Management of persistent occiput posterior position: The added value of manual rotation
Charline Bertholdt, Alexandre Piffer, Hélène Pol, Olivier Morel, Paul Guerby
Abstract
OBJECTIVE: To evaluate the delivery rate in the occiput posterior position according to the result of manual rotation performed in the case of persistent occiput posterior position. Secondary objectives were perinatal outcomes. METHODS: This was a prospective cohort study conducted in two French tertiary care units. All women with a singleton pregnancy after 37 weeks of gestation with a fetus in persistent occiput posterior position and an attempt of manual rotation were included. The main outcome was the occiput position at delivery. The secondary outcomes were duration of labor, mode of delivery, and perineal tears. Two groups were compared according to the result of manual rotation.
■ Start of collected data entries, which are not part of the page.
use std::path::PathBuf;
use thiserror::Error;

#[derive(Error, Debug)]
pub enum Error {
    #[error("Path not found: {}", .0.display())]
    NotFound(PathBuf),

    #[error("Not a directory: {}", .0.display())]
    NotADirectory(PathBuf),

    #[error("Source and destination are the same directory: {}", .0.display())]
    SameLocation(PathBuf),

    #[error("IO error: {0}")]
    Io(#[from] std::io::Error),

    #[error("Configuration error: {0}")]
    Config(#[from] config::ConfigError),

    #[error("CSV error: {0}")]
    Csv(#[from] csv::Error),
}

pub type Result<T> = std::result::Result<T, Error>;
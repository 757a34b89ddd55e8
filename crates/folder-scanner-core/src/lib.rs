pub mod compare;
pub mod config;
pub mod dupes;
pub mod error;
pub mod export;
pub mod hasher;
pub mod model;
pub mod progress;
pub mod replicate;
pub mod scanner;
pub mod utils;

pub use config::AppConfig;
pub use error::Error;
pub use model::{Entry, EntryKind};
pub use progress::{CancelFlag, ProgressReporter, SilentReporter};
pub use scanner::ScanFilter;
RESULTS: In total, 460 women were included, with a manual rotation success of 62.4%. The success was significantly associated with a decrease in occiput posterior position at vaginal delivery (1.4% vs 57.2%, P < 0.0001), cesarean (0.7% vs 17.9%, P < 0.0001), operative vaginal delivery (40.1% vs 78%, P < 0.0001), episiotomy (40.1% vs 54.9%, P < 0.0001), and obstetric anal sphincter injury (3.1% vs 8.7%, P = 0.008) compared with a failure. CONCLUSION: An attempt of manual rotation in the case of persistent occiput posterior position is associated with decreased rates of occiput posterior position at delivery, operative delivery, and anal sphincter injuries.